Would you repeat every line below exactly, please?

_DATA RECORDS_:
=======

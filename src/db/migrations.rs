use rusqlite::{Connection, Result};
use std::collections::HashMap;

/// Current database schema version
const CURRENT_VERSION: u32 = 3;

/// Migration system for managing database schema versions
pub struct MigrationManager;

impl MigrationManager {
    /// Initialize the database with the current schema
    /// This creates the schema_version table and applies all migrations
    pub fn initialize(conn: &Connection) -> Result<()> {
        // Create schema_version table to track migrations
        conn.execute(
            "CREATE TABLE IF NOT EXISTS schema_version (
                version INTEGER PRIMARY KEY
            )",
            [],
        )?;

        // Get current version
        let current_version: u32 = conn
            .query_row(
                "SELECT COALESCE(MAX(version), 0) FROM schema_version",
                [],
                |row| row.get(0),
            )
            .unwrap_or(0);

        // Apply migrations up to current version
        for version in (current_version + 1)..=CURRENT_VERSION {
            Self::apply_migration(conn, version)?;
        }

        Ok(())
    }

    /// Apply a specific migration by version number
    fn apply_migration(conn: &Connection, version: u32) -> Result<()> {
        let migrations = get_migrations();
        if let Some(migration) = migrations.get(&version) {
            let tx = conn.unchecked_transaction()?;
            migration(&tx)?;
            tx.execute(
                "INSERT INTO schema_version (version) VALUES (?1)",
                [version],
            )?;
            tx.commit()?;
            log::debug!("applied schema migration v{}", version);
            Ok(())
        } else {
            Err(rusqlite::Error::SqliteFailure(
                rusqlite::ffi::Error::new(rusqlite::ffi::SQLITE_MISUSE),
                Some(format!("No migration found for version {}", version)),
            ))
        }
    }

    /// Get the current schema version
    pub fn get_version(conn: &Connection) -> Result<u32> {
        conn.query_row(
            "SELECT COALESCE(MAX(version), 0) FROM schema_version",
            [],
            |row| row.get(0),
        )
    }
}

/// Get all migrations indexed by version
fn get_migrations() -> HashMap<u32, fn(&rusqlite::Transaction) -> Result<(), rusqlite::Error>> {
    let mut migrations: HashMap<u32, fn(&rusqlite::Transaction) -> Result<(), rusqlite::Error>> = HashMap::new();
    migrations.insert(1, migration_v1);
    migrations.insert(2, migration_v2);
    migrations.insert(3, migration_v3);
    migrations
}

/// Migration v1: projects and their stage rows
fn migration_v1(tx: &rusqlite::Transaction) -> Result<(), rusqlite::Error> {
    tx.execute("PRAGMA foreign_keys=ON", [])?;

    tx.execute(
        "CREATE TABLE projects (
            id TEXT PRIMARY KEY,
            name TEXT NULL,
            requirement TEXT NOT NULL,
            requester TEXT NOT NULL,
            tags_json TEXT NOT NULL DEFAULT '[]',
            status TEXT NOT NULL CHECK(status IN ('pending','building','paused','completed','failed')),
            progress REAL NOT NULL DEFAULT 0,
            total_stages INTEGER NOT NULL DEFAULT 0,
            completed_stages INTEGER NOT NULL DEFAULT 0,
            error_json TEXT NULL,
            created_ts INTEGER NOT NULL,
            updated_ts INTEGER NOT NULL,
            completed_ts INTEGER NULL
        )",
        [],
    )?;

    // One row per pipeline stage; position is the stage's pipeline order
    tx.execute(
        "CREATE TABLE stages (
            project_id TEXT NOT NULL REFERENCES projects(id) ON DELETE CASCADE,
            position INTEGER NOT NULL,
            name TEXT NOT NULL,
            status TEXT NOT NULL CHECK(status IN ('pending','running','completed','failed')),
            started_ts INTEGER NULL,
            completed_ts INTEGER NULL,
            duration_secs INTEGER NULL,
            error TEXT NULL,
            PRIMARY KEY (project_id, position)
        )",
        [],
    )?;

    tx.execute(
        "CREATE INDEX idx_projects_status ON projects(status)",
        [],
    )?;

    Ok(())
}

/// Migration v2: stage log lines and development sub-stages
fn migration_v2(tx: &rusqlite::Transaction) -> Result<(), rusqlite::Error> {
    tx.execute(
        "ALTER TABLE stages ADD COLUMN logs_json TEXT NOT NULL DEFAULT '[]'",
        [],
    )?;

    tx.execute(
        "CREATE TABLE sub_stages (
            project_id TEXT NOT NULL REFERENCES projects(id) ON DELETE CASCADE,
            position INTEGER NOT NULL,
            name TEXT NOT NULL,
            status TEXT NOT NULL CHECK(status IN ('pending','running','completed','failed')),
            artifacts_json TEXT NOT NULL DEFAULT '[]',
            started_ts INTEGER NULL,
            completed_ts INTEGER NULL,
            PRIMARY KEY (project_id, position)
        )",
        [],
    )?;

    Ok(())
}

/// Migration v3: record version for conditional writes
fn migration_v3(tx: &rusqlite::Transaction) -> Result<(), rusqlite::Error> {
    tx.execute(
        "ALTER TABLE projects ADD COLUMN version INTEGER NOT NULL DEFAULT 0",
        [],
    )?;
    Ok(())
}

=======

_ANSWER TO THIS PROBLEM_:
filename src/db/migrations.rs
use rusqlite::{Connection, Result};
use std::collections::HashMap;

/// Current database schema version
const CURRENT_VERSION: u32 = 3;

/// Migration system for managing database schema versions
pub struct MigrationManager;

impl MigrationManager {
    /// Initialize the database with the current schema
    /// This creates the schema_version table and applies all migrations
    pub fn initialize(conn: &Connection) -> Result<()> {
        // Create schema_version table to track migrations
        conn.execute(
            "CREATE TABLE IF NOT EXISTS schema_version (
                version INTEGER PRIMARY KEY
            )",
            [],
        )?;

        // Get current version
        let current_version: u32 = conn
            .query_row(
                "SELECT COALESCE(MAX(version), 0) FROM schema_version",
                [],
                |row| row.get(0),
            )
            .unwrap_or(0);

        // Apply migrations up to current version
        for version in (current_version + 1)..=CURRENT_VERSION {
            Self::apply_migration(conn, version)?;
        }

        Ok(())
    }

    /// Apply a specific migration by version number
    fn apply_migration(conn: &Connection, version: u32) -> Result<()> {
        let migrations = get_migrations();
        if let Some(migration) = migrations.get(&version) {
            let tx = conn.unchecked_transaction()?;
            migration(&tx)?;
            tx.execute(
                "INSERT INTO schema_version (version) VALUES (?1)",
                [version],
            )?;
            tx.commit()?;
            log::debug!("applied schema migration v{}", version);
            Ok(())
        } else {
            Err(rusqlite::Error::SqliteFailure(
                rusqlite::ffi::Error::new(rusqlite::ffi::SQLITE_MISUSE),
                Some(format!("No migration found for version {}", version)),
            ))
        }
    }

    /// Get the current schema version
    pub fn get_version(conn: &Connection) -> Result<u32> {
        conn.query_row(
            "SELECT COALESCE(MAX(version), 0) FROM schema_version",
            [],
            |row| row.get(0),
        )
    }
}

/// Get all migrations indexed by version
fn get_migrations() -> HashMap<u32, fn(&rusqlite::Transaction) -> Result<(), rusqlite::Error>> {
    let mut migrations: HashMap<u32, fn(&rusqlite::Transaction) -> Result<(), rusqlite::Error>> = HashMap::new();
    migrations.insert(1, migration_v1);
    migrations.insert(2, migration_v2);
    migrations.insert(3, migration_v3);
    migrations
}

/// Migration v1: projects and their stage rows
fn migration_v1(tx: &rusqlite::Transaction) -> Result<(), rusqlite::Error> {
    tx.execute("PRAGMA foreign_keys=ON", [])?;

    tx.execute(
        "CREATE TABLE projects (
            id TEXT PRIMARY KEY,
            name TEXT NULL,
            requirement TEXT NOT NULL,
            requester TEXT NOT NULL,
            tags_json TEXT NOT NULL DEFAULT '[]',
            status TEXT NOT NULL CHECK(status IN ('pending','building','paused','completed','failed')),
            progress REAL NOT NULL DEFAULT 0,
            total_stages INTEGER NOT NULL DEFAULT 0,
            completed_stages INTEGER NOT NULL DEFAULT 0,
            error_json TEXT NULL,
            created_ts INTEGER NOT NULL,
            updated_ts INTEGER NOT NULL,
            completed_ts INTEGER NULL
        )",
        [],
    )?;

    // One row per pipeline stage; position is the stage's pipeline order
    tx.execute(
        "CREATE TABLE stages (
            project_id TEXT NOT NULL REFERENCES projects(id) ON DELETE CASCADE,
            position INTEGER NOT NULL,
            name TEXT NOT NULL,
            status TEXT NOT NULL CHECK(status IN ('pending','running','completed','failed')),
            started_ts INTEGER NULL,
            completed_ts INTEGER NULL,
            duration_secs INTEGER NULL,
            error TEXT NULL,
            PRIMARY KEY (project_id, position)
        )",
        [],
    )?;

    tx.execute(
        "CREATE INDEX idx_projects_status ON projects(status)",
        [],
    )?;

    Ok(())
}

/// Migration v2: stage log lines and development sub-stages
fn migration_v2(tx: &rusqlite::Transaction) -> Result<(), rusqlite::Error> {
    tx.execute(
        "ALTER TABLE stages ADD COLUMN logs_json TEXT NOT NULL DEFAULT '[]'",
        [],
    )?;

    tx.execute(
        "CREATE TABLE sub_stages (
            project_id TEXT NOT NULL REFERENCES projects(id) ON DELETE CASCADE,
            position INTEGER NOT NULL,
            name TEXT NOT NULL,
            status TEXT NOT NULL CHECK(status IN ('pending','running','completed','failed')),
            artifacts_json TEXT NOT NULL DEFAULT '[]',
            started_ts INTEGER NULL,
            completed_ts INTEGER NULL,
            PRIMARY KEY (project_id, position)
        )",
        [],
    )?;

    Ok(())
}

/// Migration v3: record version for conditional writes
fn migration_v3(tx: &rusqlite::Transaction) -> Result<(), rusqlite::Error> {
    tx.execute(
        "ALTER TABLE projects ADD COLUMN version INTEGER NOT NULL DEFAULT 0",
        [],
    )?;
    Ok(())
}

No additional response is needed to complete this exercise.